═══ Material supplied

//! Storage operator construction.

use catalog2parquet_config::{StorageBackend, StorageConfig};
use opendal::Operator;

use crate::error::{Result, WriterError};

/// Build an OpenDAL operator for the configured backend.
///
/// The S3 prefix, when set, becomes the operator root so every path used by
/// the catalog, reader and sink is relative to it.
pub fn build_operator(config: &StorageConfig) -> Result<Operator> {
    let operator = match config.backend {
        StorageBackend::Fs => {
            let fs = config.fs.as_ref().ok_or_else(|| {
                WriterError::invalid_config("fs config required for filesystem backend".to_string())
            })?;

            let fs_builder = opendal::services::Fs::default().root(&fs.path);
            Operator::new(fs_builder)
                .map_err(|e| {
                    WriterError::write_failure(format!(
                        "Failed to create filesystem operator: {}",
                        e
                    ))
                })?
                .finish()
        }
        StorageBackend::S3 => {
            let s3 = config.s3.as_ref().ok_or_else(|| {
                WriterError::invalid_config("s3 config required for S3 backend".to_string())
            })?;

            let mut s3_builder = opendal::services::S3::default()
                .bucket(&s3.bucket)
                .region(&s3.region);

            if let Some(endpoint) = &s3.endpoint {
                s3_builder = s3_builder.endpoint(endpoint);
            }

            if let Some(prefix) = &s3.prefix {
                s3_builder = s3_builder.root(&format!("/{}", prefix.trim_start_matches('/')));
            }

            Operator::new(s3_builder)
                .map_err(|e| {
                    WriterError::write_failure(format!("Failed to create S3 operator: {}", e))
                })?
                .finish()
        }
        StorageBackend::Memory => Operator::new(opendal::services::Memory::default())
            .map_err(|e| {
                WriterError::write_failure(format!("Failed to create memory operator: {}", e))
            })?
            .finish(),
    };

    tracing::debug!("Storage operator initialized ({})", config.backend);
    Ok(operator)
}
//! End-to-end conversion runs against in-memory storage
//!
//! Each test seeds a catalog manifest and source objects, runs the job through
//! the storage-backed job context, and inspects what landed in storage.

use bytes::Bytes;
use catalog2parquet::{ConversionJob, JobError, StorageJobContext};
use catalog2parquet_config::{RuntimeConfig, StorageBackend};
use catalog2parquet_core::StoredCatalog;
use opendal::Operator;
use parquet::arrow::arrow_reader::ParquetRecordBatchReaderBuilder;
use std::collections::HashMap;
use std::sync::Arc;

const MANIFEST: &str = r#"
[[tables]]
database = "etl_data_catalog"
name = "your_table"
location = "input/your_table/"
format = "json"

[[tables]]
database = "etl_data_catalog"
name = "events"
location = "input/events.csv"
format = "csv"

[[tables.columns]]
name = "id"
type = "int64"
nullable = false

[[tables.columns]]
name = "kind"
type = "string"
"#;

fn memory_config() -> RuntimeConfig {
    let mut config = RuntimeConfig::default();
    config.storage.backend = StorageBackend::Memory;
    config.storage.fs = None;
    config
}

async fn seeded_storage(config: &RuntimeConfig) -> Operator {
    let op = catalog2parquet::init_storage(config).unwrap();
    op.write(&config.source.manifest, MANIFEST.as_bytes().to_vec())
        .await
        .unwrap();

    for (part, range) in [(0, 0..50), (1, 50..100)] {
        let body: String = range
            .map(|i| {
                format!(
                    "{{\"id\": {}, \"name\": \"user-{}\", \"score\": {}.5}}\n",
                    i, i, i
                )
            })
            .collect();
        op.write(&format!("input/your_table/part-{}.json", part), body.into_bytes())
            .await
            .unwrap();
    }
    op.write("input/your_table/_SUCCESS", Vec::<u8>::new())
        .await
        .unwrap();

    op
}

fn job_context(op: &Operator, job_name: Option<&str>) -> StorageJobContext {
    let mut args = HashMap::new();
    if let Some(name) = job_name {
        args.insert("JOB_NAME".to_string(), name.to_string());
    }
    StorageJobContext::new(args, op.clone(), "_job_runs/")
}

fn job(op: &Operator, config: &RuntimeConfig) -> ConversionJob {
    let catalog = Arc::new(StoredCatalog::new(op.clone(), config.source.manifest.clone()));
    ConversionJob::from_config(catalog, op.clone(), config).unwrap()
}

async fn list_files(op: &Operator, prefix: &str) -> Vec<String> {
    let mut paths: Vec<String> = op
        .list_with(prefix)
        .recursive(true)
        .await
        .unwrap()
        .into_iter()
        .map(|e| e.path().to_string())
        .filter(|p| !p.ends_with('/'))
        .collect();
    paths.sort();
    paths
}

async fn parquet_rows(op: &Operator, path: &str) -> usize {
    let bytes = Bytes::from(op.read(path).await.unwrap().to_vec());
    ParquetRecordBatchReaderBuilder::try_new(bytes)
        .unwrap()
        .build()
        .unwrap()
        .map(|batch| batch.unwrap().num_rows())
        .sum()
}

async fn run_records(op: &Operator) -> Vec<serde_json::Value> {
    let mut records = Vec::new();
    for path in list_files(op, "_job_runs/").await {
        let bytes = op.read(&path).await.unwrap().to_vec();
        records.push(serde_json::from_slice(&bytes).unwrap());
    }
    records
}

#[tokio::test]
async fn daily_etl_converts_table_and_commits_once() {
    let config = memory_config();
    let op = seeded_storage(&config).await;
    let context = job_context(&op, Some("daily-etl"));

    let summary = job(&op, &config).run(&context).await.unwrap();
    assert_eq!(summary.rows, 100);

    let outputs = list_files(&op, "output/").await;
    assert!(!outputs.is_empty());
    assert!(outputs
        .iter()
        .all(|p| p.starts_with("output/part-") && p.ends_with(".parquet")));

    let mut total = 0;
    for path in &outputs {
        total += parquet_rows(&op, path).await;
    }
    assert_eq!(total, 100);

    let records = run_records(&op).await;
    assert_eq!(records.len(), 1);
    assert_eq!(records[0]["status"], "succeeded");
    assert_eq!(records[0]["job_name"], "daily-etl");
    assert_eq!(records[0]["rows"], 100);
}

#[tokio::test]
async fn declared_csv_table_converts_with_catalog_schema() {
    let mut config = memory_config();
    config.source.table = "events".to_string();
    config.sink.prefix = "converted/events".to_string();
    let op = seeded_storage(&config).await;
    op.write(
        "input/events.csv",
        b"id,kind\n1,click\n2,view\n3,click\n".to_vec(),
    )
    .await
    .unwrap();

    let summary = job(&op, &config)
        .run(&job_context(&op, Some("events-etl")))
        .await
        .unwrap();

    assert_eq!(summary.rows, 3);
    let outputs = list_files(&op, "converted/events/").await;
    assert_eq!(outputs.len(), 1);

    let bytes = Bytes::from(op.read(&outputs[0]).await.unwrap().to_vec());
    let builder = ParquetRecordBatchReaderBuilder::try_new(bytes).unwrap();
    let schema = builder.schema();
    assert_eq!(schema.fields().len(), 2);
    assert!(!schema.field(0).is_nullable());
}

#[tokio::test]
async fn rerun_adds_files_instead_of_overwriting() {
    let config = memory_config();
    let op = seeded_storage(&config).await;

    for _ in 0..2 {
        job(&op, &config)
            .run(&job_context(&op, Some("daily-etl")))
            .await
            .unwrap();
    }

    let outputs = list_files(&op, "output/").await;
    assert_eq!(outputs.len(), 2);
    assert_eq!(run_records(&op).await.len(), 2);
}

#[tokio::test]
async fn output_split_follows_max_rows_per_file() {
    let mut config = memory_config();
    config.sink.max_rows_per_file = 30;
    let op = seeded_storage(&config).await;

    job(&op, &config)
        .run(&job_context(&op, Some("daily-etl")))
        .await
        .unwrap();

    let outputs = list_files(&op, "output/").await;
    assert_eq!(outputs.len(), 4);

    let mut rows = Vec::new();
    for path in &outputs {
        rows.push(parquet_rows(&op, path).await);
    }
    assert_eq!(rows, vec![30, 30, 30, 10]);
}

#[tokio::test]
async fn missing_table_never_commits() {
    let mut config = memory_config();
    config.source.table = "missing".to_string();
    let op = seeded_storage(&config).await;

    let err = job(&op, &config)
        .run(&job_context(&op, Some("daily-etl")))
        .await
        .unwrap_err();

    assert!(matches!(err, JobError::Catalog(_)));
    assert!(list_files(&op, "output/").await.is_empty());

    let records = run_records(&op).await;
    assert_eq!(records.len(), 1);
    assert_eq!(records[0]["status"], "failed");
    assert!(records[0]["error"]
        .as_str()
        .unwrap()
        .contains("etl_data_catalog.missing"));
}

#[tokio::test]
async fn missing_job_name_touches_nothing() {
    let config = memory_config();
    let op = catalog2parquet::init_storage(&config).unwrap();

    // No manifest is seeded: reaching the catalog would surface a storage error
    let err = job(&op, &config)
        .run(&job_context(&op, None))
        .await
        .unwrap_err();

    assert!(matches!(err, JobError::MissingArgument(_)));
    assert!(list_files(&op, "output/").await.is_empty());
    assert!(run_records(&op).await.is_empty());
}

══════
═══ Material supplied

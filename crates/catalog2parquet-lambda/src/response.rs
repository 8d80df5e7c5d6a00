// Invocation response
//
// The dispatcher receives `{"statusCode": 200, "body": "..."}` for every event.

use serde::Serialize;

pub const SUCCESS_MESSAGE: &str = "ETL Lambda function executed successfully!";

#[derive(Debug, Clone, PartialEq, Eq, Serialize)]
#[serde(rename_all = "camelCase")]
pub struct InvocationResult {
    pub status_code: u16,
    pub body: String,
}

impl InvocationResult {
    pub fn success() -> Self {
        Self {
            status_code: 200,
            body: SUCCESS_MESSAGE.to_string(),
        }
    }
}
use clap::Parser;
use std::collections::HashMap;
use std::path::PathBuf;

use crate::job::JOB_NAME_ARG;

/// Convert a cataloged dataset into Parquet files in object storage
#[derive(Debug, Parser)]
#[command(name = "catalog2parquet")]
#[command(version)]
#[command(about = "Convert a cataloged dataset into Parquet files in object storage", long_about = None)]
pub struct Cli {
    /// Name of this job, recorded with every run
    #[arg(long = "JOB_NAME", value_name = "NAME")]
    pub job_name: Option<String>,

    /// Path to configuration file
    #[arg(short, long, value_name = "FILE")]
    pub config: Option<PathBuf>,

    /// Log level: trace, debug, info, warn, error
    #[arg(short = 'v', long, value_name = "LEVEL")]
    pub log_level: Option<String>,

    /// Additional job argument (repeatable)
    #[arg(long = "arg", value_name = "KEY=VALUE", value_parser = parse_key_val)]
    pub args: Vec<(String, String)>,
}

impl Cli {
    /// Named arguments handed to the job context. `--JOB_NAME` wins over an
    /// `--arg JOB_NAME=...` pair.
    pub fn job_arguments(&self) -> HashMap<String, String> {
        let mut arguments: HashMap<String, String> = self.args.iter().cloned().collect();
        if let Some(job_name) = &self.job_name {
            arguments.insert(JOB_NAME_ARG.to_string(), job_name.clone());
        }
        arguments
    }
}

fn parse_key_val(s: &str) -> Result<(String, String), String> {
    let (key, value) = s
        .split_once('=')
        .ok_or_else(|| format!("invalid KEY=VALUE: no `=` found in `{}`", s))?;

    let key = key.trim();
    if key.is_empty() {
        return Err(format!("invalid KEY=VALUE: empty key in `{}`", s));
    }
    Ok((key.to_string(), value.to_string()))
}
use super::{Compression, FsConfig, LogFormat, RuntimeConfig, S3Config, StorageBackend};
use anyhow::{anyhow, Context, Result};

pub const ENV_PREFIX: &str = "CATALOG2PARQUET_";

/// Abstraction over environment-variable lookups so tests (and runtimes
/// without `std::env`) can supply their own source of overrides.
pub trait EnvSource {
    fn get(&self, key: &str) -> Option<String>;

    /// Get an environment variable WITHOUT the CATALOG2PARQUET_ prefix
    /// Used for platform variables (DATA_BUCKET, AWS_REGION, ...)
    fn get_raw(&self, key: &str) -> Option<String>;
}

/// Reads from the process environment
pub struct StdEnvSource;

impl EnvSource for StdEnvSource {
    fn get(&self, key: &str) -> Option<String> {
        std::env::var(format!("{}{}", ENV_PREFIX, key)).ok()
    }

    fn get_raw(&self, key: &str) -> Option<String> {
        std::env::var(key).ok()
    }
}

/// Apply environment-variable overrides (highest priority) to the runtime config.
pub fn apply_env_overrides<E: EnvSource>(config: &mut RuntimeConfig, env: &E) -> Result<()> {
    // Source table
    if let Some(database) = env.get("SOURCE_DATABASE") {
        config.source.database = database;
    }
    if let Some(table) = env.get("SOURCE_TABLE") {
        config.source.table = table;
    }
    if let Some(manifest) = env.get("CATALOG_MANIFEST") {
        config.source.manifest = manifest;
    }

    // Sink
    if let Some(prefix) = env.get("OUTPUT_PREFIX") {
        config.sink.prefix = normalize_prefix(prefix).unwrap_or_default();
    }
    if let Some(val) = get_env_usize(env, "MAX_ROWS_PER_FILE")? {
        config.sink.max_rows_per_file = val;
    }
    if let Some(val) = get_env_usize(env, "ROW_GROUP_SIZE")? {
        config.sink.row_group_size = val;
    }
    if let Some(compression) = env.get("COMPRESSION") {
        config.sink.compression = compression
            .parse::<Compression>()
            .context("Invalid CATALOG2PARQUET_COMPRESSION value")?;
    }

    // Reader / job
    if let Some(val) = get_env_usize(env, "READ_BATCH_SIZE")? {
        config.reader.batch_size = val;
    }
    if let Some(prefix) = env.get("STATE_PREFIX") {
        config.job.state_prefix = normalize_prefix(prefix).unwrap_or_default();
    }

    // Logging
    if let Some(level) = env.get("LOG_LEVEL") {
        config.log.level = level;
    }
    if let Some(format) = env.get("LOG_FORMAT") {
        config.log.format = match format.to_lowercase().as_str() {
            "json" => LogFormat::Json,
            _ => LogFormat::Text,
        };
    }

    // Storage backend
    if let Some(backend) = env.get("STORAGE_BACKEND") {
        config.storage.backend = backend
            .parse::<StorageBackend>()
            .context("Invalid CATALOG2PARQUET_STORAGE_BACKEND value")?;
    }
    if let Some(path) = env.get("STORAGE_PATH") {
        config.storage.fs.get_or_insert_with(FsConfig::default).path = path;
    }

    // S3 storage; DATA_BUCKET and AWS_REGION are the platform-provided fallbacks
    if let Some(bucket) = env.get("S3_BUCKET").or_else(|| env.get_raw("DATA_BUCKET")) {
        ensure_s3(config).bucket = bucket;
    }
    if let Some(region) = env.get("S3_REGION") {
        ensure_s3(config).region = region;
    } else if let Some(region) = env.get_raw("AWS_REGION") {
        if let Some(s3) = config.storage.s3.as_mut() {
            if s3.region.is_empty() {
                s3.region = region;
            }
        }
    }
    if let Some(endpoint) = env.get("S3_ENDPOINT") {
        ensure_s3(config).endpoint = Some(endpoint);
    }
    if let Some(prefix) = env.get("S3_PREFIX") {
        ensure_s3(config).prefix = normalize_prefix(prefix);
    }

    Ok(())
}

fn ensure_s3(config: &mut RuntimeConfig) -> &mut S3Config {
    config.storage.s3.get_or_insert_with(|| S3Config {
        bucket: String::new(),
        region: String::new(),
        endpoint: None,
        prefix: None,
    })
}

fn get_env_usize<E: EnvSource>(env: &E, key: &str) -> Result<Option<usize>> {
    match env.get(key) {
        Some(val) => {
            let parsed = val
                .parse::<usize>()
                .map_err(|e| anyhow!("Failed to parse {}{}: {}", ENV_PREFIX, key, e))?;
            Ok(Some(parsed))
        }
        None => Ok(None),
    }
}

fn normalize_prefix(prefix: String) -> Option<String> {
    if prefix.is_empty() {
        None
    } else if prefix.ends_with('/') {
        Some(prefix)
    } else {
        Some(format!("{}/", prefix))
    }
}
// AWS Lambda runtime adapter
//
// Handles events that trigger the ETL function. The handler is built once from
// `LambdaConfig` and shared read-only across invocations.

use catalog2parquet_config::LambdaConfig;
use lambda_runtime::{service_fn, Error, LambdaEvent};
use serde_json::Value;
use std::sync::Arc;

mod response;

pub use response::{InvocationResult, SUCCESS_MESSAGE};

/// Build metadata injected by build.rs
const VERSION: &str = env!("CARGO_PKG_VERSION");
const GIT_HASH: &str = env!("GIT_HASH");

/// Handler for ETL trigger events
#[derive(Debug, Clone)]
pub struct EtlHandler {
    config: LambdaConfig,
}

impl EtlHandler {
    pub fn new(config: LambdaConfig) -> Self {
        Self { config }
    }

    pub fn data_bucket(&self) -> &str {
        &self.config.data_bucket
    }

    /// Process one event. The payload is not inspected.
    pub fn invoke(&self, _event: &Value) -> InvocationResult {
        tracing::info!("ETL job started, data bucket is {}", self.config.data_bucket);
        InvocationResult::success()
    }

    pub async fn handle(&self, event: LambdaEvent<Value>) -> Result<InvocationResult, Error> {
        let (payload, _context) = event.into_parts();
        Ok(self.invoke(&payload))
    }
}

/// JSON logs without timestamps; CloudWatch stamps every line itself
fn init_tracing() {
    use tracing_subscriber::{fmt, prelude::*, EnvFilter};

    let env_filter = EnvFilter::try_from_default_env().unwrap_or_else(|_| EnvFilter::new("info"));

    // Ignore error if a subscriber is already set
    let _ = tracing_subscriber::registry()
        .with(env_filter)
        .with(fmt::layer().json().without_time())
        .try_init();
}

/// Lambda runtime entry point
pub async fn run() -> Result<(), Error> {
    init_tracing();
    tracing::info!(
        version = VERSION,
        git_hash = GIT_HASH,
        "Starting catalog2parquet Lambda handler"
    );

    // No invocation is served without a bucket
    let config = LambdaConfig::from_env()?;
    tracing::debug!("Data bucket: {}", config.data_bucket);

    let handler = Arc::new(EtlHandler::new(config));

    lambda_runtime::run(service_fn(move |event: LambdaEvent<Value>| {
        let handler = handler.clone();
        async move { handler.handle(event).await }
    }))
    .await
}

══════

Your instructions
The output should be exactly the lines above from the line containing "async fn seeded_storage(config: &RuntimeConfig)" to the line containing "if let Some(name)", inclusive, with no other lines.

Your response
async fn seeded_storage(config: &RuntimeConfig) -> Operator {
    let op = catalog2parquet::init_storage(config).unwrap();
    op.write(&config.source.manifest, MANIFEST.as_bytes().to_vec())
        .await
        .unwrap();

    for (part, range) in [(0, 0..50), (1, 50..100)] {
        let body: String = range
            .map(|i| {
                format!(
                    "{{\"id\": {}, \"name\": \"user-{}\", \"score\": {}.5}}\n",
                    i, i, i
                )
            })
            .collect();
        op.write(&format!("input/your_table/part-{}.json", part), body.into_bytes())
            .await
            .unwrap();
    }
    op.write("input/your_table/_SUCCESS", Vec::<u8>::new())
        .await
        .unwrap();

    op
}

fn job_context(op: &Operator, job_name: Option<&str>) -> StorageJobContext {
    let mut args = HashMap::new();
    if let Some(name) = job_name {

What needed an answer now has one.